• _Stored data_
*** Block opens ***

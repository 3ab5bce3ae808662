//! Fuzz target for the reply/event parser.
//!
//! Run with: cargo +nightly fuzz run fuzz_reply_parser
//!
//! Splits arbitrary bytes on `\n` and pushes each line through one
//! `ReplyParser`, the way the socket does. The parser must never panic and
//! must be reusable after rejecting a line.

#![no_main]

use libfuzzer_sys::fuzz_target;
use onionctl_core::{ControlMessage, ReplyParser};

fuzz_target!(|data: &[u8]| {
    let mut parser = ReplyParser::new();
    for line in data.split_inclusive(|b| *b == b'\n') {
        if let Ok(Some(message)) = parser.push_line(line) {
            assert!(!message.lines().is_empty());
            let _ = message.status_code();
            let _ = message.to_string();
        }
    }

    let _ = ControlMessage::from_bytes(data);
});
//! Wire framing
//!
//! Frame layout: a 4-byte big-endian length followed by that many bytes of
//! bincode-encoded [`Packet`]. The header always uses bincode regardless of
//! the payload serializer.

use tokio::io::{AsyncRead, AsyncReadExt, AsyncWrite, AsyncWriteExt};
use tracing::trace;

use crate::errors::{FrameError, Result};
use crate::packet::Packet;

/// Default upper bound on a single frame
pub const DEFAULT_MAX_FRAME_SIZE: usize = 16 * 1024 * 1024;

/// Encode a packet into a complete frame
pub fn encode_frame(packet: &Packet, max_frame_size: usize) -> Result<Vec<u8>> {
    let body = bincode::serialize(packet)?;
    if body.len() > max_frame_size {
        return Err(FrameError::TooLarge {
            size: body.len(),
            max_size: max_frame_size,
        }
        .into());
    }

    let length = u32::try_from(body.len()).map_err(|_| FrameError::TooLarge {
        size: body.len(),
        max_size: u32::MAX as usize,
    })?;
    let mut frame = Vec::with_capacity(4 + body.len());
    frame.extend_from_slice(&length.to_be_bytes());
    frame.extend_from_slice(&body);
    Ok(frame)
}

/// Write one packet
pub async fn write_packet<W>(writer: &mut W, packet: &Packet, max_frame_size: usize) -> Result<()>
where
    W: AsyncWrite + Unpin + ?Sized,
{
    let frame = encode_frame(packet, max_frame_size)?;
    writer.write_all(&frame).await?;
    writer.flush().await?;
    trace!(
        packet_type = %packet.header.packet_type,
        bytes = frame.len(),
        "frame written"
    );
    Ok(())
}

/// Read one packet
///
/// A clean end of stream before the length prefix surfaces as an
/// `UnexpectedEof` IO error, which callers treat as a disconnect.
pub async fn read_packet<R>(reader: &mut R, max_frame_size: usize) -> Result<Packet>
where
    R: AsyncRead + Unpin + ?Sized,
{
    let len = reader.read_u32().await? as usize;
    if len > max_frame_size {
        return Err(FrameError::TooLarge {
            size: len,
            max_size: max_frame_size,
        }
        .into());
    }

    let mut body = vec![0u8; len];
    reader.read_exact(&mut body).await?;
    let packet: Packet = bincode::deserialize(&body)?;
    trace!(packet_type = %packet.header.packet_type, bytes = len + 4, "frame read");
    Ok(packet)
}

#[cfg(test)]
mod tests {
    use super::*;
    use crate::errors::NetchatError;
    use crate::packet::MESSAGE_PACKET_TYPE;
    use crate::serialization::SendReceiveOptions;

    fn message(text: &str) -> Packet {
        Packet::new(
            MESSAGE_PACKET_TYPE,
            &text.to_string(),
            SendReceiveOptions::default(),
        )
        .unwrap()
    }

    #[tokio::test]
    async fn test_back_to_back_frames_stay_separate() {
        let (mut a, mut b) = tokio::io::duplex(1024);
        write_packet(&mut a, &message("one"), DEFAULT_MAX_FRAME_SIZE)
            .await
            .unwrap();
        write_packet(&mut a, &message("two"), DEFAULT_MAX_FRAME_SIZE)
            .await
            .unwrap();

        let first = read_packet(&mut b, DEFAULT_MAX_FRAME_SIZE).await.unwrap();
        let second = read_packet(&mut b, DEFAULT_MAX_FRAME_SIZE).await.unwrap();
        assert_eq!(first.decode_payload::<String>().unwrap(), "one");
        assert_eq!(second.decode_payload::<String>().unwrap(), "two");
    }

    #[test]
    fn test_oversized_frame_rejected_on_encode() {
        let big = message(&"x".repeat(512));
        let err = encode_frame(&big, 64).unwrap_err();
        assert!(matches!(err, NetchatError::Frame(FrameError::TooLarge { .. })));
    }

    #[tokio::test]
    async fn test_oversized_length_prefix_rejected_on_read() {
        let (mut a, mut b) = tokio::io::duplex(64);
        a.write_all(&(1_000_000u32).to_be_bytes()).await.unwrap();
        let err = read_packet(&mut b, 1024).await.unwrap_err();
        assert!(matches!(err, NetchatError::Frame(FrameError::TooLarge { .. })));
    }

    #[tokio::test]
    async fn test_closed_stream_is_disconnect() {
        let (a, mut b) = tokio::io::duplex(64);
        drop(a);
        let err = read_packet(&mut b, 1024).await.unwrap_err();
        assert!(err.is_disconnect());
    }
}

*** Block closes ***

• _WORK INSTRUCTIONS_
Where a line in the entries holds the word "first", copy that line.

• _FINAL ANSWER_
        let first = read_packet(&mut b, DEFAULT_MAX_FRAME_SIZE).await.unwrap();
        assert_eq!(first.decode_payload::<String>().unwrap(), "one");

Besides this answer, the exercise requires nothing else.